» PROBLEM TO WORK ON:
Whenever a line in the entries includes the word "GlobalArgs", copy that line out.

Collected data entries
____________________

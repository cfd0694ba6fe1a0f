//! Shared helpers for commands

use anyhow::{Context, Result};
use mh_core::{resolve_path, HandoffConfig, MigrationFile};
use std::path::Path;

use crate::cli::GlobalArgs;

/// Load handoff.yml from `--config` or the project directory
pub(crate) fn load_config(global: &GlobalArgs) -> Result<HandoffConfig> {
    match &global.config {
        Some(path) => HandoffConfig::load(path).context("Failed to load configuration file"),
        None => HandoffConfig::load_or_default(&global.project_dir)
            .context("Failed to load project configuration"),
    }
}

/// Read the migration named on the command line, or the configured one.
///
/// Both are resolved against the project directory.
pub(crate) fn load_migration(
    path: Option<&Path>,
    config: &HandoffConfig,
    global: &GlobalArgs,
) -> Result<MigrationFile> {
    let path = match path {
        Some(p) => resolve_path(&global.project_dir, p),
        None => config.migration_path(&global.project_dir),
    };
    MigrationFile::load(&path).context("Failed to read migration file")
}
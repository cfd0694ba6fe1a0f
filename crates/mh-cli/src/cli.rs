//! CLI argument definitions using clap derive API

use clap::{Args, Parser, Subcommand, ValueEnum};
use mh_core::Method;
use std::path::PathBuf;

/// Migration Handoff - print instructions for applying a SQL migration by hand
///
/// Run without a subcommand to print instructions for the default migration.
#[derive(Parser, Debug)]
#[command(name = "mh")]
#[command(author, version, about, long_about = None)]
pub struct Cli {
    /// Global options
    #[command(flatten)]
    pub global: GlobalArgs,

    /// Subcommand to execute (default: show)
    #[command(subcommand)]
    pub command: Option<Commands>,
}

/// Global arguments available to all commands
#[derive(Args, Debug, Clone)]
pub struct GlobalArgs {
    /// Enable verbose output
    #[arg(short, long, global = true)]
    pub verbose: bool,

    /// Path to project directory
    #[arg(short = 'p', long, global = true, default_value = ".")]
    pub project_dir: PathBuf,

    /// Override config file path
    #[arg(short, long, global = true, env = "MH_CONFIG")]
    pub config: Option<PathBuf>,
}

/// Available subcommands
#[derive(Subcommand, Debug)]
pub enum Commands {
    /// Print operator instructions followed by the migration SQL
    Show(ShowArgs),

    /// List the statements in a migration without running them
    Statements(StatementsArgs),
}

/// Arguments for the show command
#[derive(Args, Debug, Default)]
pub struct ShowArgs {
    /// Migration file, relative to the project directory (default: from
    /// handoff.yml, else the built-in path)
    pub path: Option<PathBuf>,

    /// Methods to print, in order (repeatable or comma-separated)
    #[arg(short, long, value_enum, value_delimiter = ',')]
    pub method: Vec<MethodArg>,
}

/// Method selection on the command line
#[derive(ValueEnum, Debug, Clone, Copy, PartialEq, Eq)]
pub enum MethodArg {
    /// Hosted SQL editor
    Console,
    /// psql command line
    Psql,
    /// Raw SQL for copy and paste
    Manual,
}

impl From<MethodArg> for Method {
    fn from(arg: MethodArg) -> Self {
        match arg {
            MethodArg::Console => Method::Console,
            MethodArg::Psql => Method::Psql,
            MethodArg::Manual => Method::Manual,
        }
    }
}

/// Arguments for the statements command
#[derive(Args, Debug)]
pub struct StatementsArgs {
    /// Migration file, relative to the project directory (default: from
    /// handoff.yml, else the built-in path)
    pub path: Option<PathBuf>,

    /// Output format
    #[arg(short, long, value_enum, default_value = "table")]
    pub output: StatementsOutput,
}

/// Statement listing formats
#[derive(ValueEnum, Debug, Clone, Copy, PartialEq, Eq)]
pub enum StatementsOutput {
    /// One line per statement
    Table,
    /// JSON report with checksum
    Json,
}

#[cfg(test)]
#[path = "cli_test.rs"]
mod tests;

____________________

» RESULT BELOW:
use crate::cli::GlobalArgs;
pub(crate) fn load_config(global: &GlobalArgs) -> Result<HandoffConfig> {
    global: &GlobalArgs,
    pub global: GlobalArgs,
pub struct GlobalArgs {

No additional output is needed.